Business Signs

  1. Topic: Business Signs.

  2. Definitions:

    For purposes of these guidelines, business signs mean any outdoor sign, display or message intended to advertise or inform, which is secured to, or painted on a structure or an accessory structure such as a garage, awning, or canopy, or posted in the ground adjacent to the structure.

  3. Policy

    The Secretary of the Interior’s Standards for Rehabilitation and Guidelines for Rehabilitating Historic Buildings recommended against:

    “Introducing any new building, streetscape or landscape feature that is out of scale or otherwise inappropriate to the setting’s historic character,” or

    “Introducing a new landscape feature or plant material that is visually incompatible with the site or destroys site patterns or vistas.”

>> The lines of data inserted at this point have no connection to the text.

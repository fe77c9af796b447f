//! Run-scoped sync statistics.
//!
//! Counters are atomics so every record of a batch can update them while
//! the batch runs concurrently. They only ever grow.

use chrono::{DateTime, Utc};
use serde::Serialize;
use std::sync::atomic::{AtomicU64, Ordering};
use std::sync::Mutex;
use std::time::{Duration, Instant};

#[derive(Debug)]
pub struct SyncStatistics {
    resource_plural: &'static str,
    processed: AtomicU64,
    created: AtomicU64,
    updated: AtomicU64,
    failed: AtomicU64,
    started_at: DateTime<Utc>,
    started: Instant,
    elapsed: Mutex<Option<Duration>>,
}

/// Plain copy of the counters, for reporting.
#[derive(Debug, Clone, PartialEq, Eq, Serialize)]
pub struct StatisticsSnapshot {
    pub processed: u64,
    pub created: u64,
    pub updated: u64,
    pub failed: u64,
    pub unchanged: u64,
    pub started_at: DateTime<Utc>,
    pub elapsed_ms: u64,
}

impl SyncStatistics {
    /// Starts the clock. `resource_plural` names the entities in the
    /// summary, e.g. `"products"`.
    pub fn new(resource_plural: &'static str) -> Self {
        Self {
            resource_plural,
            processed: AtomicU64::new(0),
            created: AtomicU64::new(0),
            updated: AtomicU64::new(0),
            failed: AtomicU64::new(0),
            started_at: Utc::now(),
            started: Instant::now(),
            elapsed: Mutex::new(None),
        }
    }

    pub fn increment_processed(&self, count: u64) {
        self.processed.fetch_add(count, Ordering::Relaxed);
    }

    pub fn increment_created(&self) {
        self.created.fetch_add(1, Ordering::Relaxed);
    }

    pub fn increment_updated(&self) {
        self.updated.fetch_add(1, Ordering::Relaxed);
    }

    pub fn increment_failed(&self, count: u64) {
        self.failed.fetch_add(count, Ordering::Relaxed);
    }

    pub fn processed(&self) -> u64 {
        self.processed.load(Ordering::Relaxed)
    }

    pub fn created(&self) -> u64 {
        self.created.load(Ordering::Relaxed)
    }

    pub fn updated(&self) -> u64 {
        self.updated.load(Ordering::Relaxed)
    }

    pub fn failed(&self) -> u64 {
        self.failed.load(Ordering::Relaxed)
    }

    /// Processed records that were neither created, updated nor failed:
    /// already in sync, skipped by a hook, or rejected by validation.
    pub fn unchanged(&self) -> u64 {
        self.processed()
            .saturating_sub(self.created())
            .saturating_sub(self.updated())
            .saturating_sub(self.failed())
    }

    pub fn started_at(&self) -> DateTime<Utc> {
        self.started_at
    }

    /// Stops the clock. Later calls keep the first measurement.
    pub fn finish(&self) {
        if let Ok(mut elapsed) = self.elapsed.lock() {
            elapsed.get_or_insert_with(|| self.started.elapsed());
        }
    }

    /// Time from creation until [`SyncStatistics::finish`], or until now
    /// while the run is still going.
    pub fn elapsed(&self) -> Duration {
        self.elapsed
            .lock()
            .ok()
            .and_then(|elapsed| *elapsed)
            .unwrap_or_else(|| self.started.elapsed())
    }

    pub fn report_message(&self) -> String {
        format!(
            "Summary: {} {} were processed in total ({} created, {} updated and {} failed to sync).",
            self.processed(),
            self.resource_plural,
            self.created(),
            self.updated(),
            self.failed()
        )
    }

    pub fn snapshot(&self) -> StatisticsSnapshot {
        StatisticsSnapshot {
            processed: self.processed(),
            created: self.created(),
            updated: self.updated(),
            failed: self.failed(),
            unchanged: self.unchanged(),
            started_at: self.started_at,
            elapsed_ms: u64::try_from(self.elapsed().as_millis()).unwrap_or(u64::MAX),
        }
    }
}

    The following guidelines concerning business signs are provided to assist in interpreting and application of the Secretary of the Interior’s Standards for Rehabilitation and Guidelines for Rehabilitation Historic Buildings.

    Business signs should be consistent in style and appearance with the neighborhood or individually designated landmark where the sign is to be located.

    Business signs shall be of a style, size, material and appearance consistent with the architecture of the main structure on the property.

    Signs should be limited in size, scaled to be legible at the slow travel speeds of residential streets where applicable, and small enough that they do not dominate buildings originally designed for a non-commercial purpose, impose on pedestrian traffic or disturb the continuity of the streetscape. Designs should be simple and should not attempt to create a pseudo-historic appearance.

  4. Guidelines

    1. Size, Shape and Proportion

      1. Applicable Zoning Code provisions limit the size and location of business signs. In residential and certain other zones, the Zoning Code imposes stricter limits.
      2. Two (2) major types of sign placement are used:
        1. For those signs affixed to a structure, size and proportions must be sensitive to the style and proportions of the structure, and the size must comply with the sign provisions of the Zoning Code. Buildings built as residential structures normally will allow a sign no larger than four (4) square feet. If the structure was originally built for commercial or institutional use, there may be larger blank wall areas on which a somewhat larger sign would be consistent with the architecture. This must be judged on an individual basis and again is subject to the Zoning Code. Whenever a sign is affixed to a building, it must be installed to avoid damaging the structure. For example, when a sign is affixed to a masonry structure, it should be attached to mortar joints, not the brick or stone.
        2. For signs posted in a yard, next to a structure, the zoning limit should be observed. As an example, in a special residential zone this would allow a sign three (3) feet high and four (4) feet wide, which should provide ample space for business identification. A smaller size may be required depending on the size of the structure, the space available in the yard and the location of the sign in relation to the street, sidewalk and other structures. The size of the sign must be proportionate to the main structure. For instance, where a former residence is now in commercial use, a smaller sign may be required. Larger sized may be appropriate for some types of signs, such as state historical markers.
    2. Materials

      1. Historically appropriate materials include wood, cast metal, and flat sheet metal. Use of unfinished pressure treated lumber is not recommended.
      2. Historically appropriate techniques for creating lettering and designs generally include:
        1. Paint or gilding on a flat surface;
        2. Individual letters or logos cut-out and mounted on a smooth sign surface or building wall; and
        3. metal castings of the entire sign.
      3. Techniques generally not historically appropriate include:
        1. Sand-blasting of wood (or other methods) leaving raised letters on a heavily-textured background; and
        2. Painting by spraying or air-brushing, yielding letters and designs which are not clearly defined.
    3. Details

      1. For most situations, one (1) of two (2) basic styles of sign is recommended:
        1. In the case of a commercial-style building with appropriate wall areas, separate letters mounted to the wall of the structure, though care must be taken to minimize damage to wall areas in affixing the letters or
        2. A flat painted sign with a simple square or rectangular shape mounted in the yard.
      2. Colors used should be consistent with the color scheme of the structure to which they relate.
      3. Lighting the surface of the sign may be acceptable, depending on the character of the main structure and adjacent buildings. Interior illuminated, neon signs, flashing lights and back-lit awnings are normally not recommended. Any lighting must also comply with the sign provisions of the Zoning Code.
      4. The sign lettering, decoration, logo, design, or any other element, must be consistent with the scale, design and appearance of the structure to which the sign relates.

These guidelines were approved by the Michigan Bureau of History as of May 24, 1995 pursuant to Section 5.(3) of Act 169 of 1970, as amended (Local Historic Districts Act).